The best blockchain can, however, help us improve our service
Blockchain is the vision of those who thought the current banking system was flawed. As we mentioned above, banks pilfer fees from their customers, cross-border payments could take up to five business days to settle, plus their services may not be accessible to all. Blockchain enables real-time transactions, particularly cross-border transactions. Blockchain provides a new way to send funds and/or log information without requiring a financial intermediary. Therefore, the fee structure will be less complicated. Blockchain also provides very high security.
Asdra utilizes the blockchain to deliver cutting-edge services
With the mission to “Banking the Unbanked.”, Asdra is building a full suite of Asdra Multilayer Protocol to develop and launch applications by combining blockchain technology with the internet to make digital banking accessible to everyone, everywhere, instantly.
Asdra’s multilayers consist of six layers of functionality, including multi-smart contracts for converting fiat into stable tokens, token exchanges, exchange rate oracles, algorithmic management of token stability, international settlement liquidity, and Asdra’s token governance.
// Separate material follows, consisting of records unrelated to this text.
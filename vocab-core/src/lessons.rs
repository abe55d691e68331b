use std::path::Path;

use anyhow::{Context, Result, anyhow};
use tracing::{info, warn};
use vocab_types::{Lesson, LessonDatabase, Page, WordEntry};

/// What the user picked in the lesson/page selectors.
#[derive(Debug, Clone, Copy, PartialEq, Eq, Default)]
pub enum Selection {
    #[default]
    Nothing,
    /// Every page of the lesson.
    Lesson(u32),
    /// One page, by its position inside the lesson.
    Page { lesson: u32, page: usize },
}

/// All lessons from every loaded database, ordered by lesson number.
#[derive(Debug, Clone, Default)]
pub struct LessonCatalog {
    lessons: Vec<Lesson>,
}

impl LessonCatalog {
    pub fn parse_database(json: &str) -> Result<LessonDatabase> {
        serde_json::from_str(json).context("Invalid lesson database")
    }

    /// Concatenates the lessons of every database and sorts them by number.
    /// The sort is stable, so lessons sharing a number keep their file order.
    pub fn merge(databases: impl IntoIterator<Item = LessonDatabase>) -> Self {
        let mut lessons: Vec<Lesson> = databases.into_iter().flat_map(|d| d.lessons).collect();
        lessons.sort_by_key(Lesson::sort_key);
        Self { lessons }
    }

    /// Loads every file that can be read and parsed. Individual failures are
    /// logged and skipped; it is only an error when nothing loads at all.
    pub fn load_files<P: AsRef<Path>>(paths: &[P]) -> Result<Self> {
        let mut databases = Vec::new();
        for path in paths {
            let path = path.as_ref();
            match Self::load_file(path) {
                Ok(database) => {
                    info!(
                        "Loaded {} lessons from {}",
                        database.lessons.len(),
                        path.display()
                    );
                    databases.push(database);
                }
                Err(e) => warn!("Failed to load {}: {:#}", path.display(), e),
            }
        }

        if databases.is_empty() {
            return Err(anyhow!("No valid database files loaded."));
        }
        Ok(Self::merge(databases))
    }

    fn load_file(path: &Path) -> Result<LessonDatabase> {
        let contents = std::fs::read_to_string(path)
            .with_context(|| format!("Failed to read {}", path.display()))?;
        Self::parse_database(&contents)
    }

    pub fn lessons(&self) -> &[Lesson] {
        &self.lessons
    }

    pub fn is_empty(&self) -> bool {
        self.lessons.is_empty()
    }

    pub fn lesson(&self, number: u32) -> Option<&Lesson> {
        self.lessons.iter().find(|l| l.number == Some(number))
    }

    pub fn page(&self, lesson: u32, page: usize) -> Option<&Page> {
        self.lesson(lesson).and_then(|l| l.pages.get(page))
    }

    /// Flattens a selection into the word list handed to the game host.
    pub fn words_for(&self, selection: Selection) -> Vec<WordEntry> {
        match selection {
            Selection::Nothing => Vec::new(),
            Selection::Lesson(number) => self
                .lesson(number)
                .map(|l| l.pages.iter().flat_map(|p| p.words.iter().cloned()).collect())
                .unwrap_or_default(),
            Selection::Page { lesson, page } => self
                .page(lesson, page)
                .map(|p| p.words.clone())
                .unwrap_or_default(),
        }
    }
}
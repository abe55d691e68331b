use serde::{Deserialize, Serialize};
use ts_rs::TS;

/// Input forwarded from the display layer to the mounted session.
#[derive(Debug, Clone, PartialEq, Serialize, Deserialize, TS)]
#[ts(export)]
pub enum UserAction {
    Flip,
    Next,
    Previous,
    Answer { option: usize },
    RevealCard { index: usize },
    SubmitAnswer { text: String },
    Hint,
}

impl UserAction {
    pub fn name(&self) -> &'static str {
        match self {
            UserAction::Flip => "flip",
            UserAction::Next => "next",
            UserAction::Previous => "previous",
            UserAction::Answer { .. } => "answer",
            UserAction::RevealCard { .. } => "reveal_card",
            UserAction::SubmitAnswer { .. } => "submit_answer",
            UserAction::Hint => "hint",
        }
    }
}

#[derive(Debug, Clone, Copy, PartialEq, Eq, Serialize, Deserialize, TS)]
#[ts(export)]
pub enum Key {
    ArrowLeft,
    ArrowRight,
    Space,
    Enter,
    Other,
}
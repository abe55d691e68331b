use std::collections::HashSet;
use std::sync::Arc;

use rand::Rng;
use rand::seq::SliceRandom;
use vocab_types::{GameError, WordEntry, WordId};

use crate::{RandomSource, SourceRng};

/// The words currently in scope. Cloning shares the underlying storage, so a
/// session's copy is a snapshot that later `set_words` calls cannot touch.
#[derive(Debug, Clone, Default)]
pub struct WordPool {
    words: Arc<[WordEntry]>,
}

impl WordPool {
    pub fn new(words: Vec<WordEntry>) -> Self {
        Self {
            words: words.into(),
        }
    }

    pub fn len(&self) -> usize {
        self.words.len()
    }

    pub fn is_empty(&self) -> bool {
        self.words.is_empty()
    }

    pub fn get(&self, id: WordId) -> Option<&WordEntry> {
        self.words.get(id.0)
    }

    /// Ids handed out by this pool are always in range.
    pub fn entry(&self, id: WordId) -> &WordEntry {
        &self.words[id.0]
    }

    pub fn ids(&self) -> impl Iterator<Item = WordId> + '_ {
        (0..self.words.len()).map(WordId)
    }

    pub fn iter(&self) -> impl Iterator<Item = (WordId, &WordEntry)> {
        self.words.iter().enumerate().map(|(i, w)| (WordId(i), w))
    }

    pub fn shares_storage_with(&self, other: &WordPool) -> bool {
        Arc::ptr_eq(&self.words, &other.words)
    }

    /// Random permutation of every id in the pool.
    pub fn shuffled_copy(&self, rng: &mut dyn RandomSource) -> Vec<WordId> {
        let mut ids: Vec<WordId> = self.ids().collect();
        ids.shuffle(&mut SourceRng::new(rng));
        ids
    }

    /// Uniform pick; repeated calls may return the same id.
    pub fn sample_one(&self, rng: &mut dyn RandomSource) -> Result<WordId, GameError> {
        if self.is_empty() {
            return Err(GameError::SamplingExhausted {
                requested: 1,
                available: 0,
            });
        }
        Ok(WordId(SourceRng::new(rng).gen_range(0..self.len())))
    }

    /// `n` distinct ids, none of them in `excluding`.
    ///
    /// Callers must make sure enough candidates remain; if they do not, this
    /// returns `SamplingExhausted` rather than retrying forever.
    pub fn sample_distinct(
        &self,
        n: usize,
        excluding: &[WordId],
        rng: &mut dyn RandomSource,
    ) -> Result<Vec<WordId>, GameError> {
        let excluded: HashSet<WordId> = excluding.iter().copied().collect();
        let mut candidates: Vec<WordId> = self.ids().filter(|id| !excluded.contains(id)).collect();

        if candidates.len() < n {
            return Err(GameError::SamplingExhausted {
                requested: n,
                available: candidates.len(),
            });
        }

        let (picked, _) = candidates.partial_shuffle(&mut SourceRng::new(rng), n);
        Ok(picked.to_vec())
    }

    /// The first `min(n, len)` ids of a fresh shuffle.
    pub fn sample_subset(&self, n: usize, rng: &mut dyn RandomSource) -> Vec<WordId> {
        let mut ids = self.shuffled_copy(rng);
        ids.truncate(n);
        ids
    }
}

impl From<Vec<WordEntry>> for WordPool {
    fn from(words: Vec<WordEntry>) -> Self {
        Self::new(words)
    }
}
In order to facilitate immediate remittances across the globe. Asdra encompasses multiple smart contracts that are part of the entire ecosystem that allows users to use the stable token network of Asdra and make real-time global transfers and enjoy the benefits of blockchain in the most seamless way. Through the use of a smartphone, our customers are able to easily access our financial services regardless of where they are located.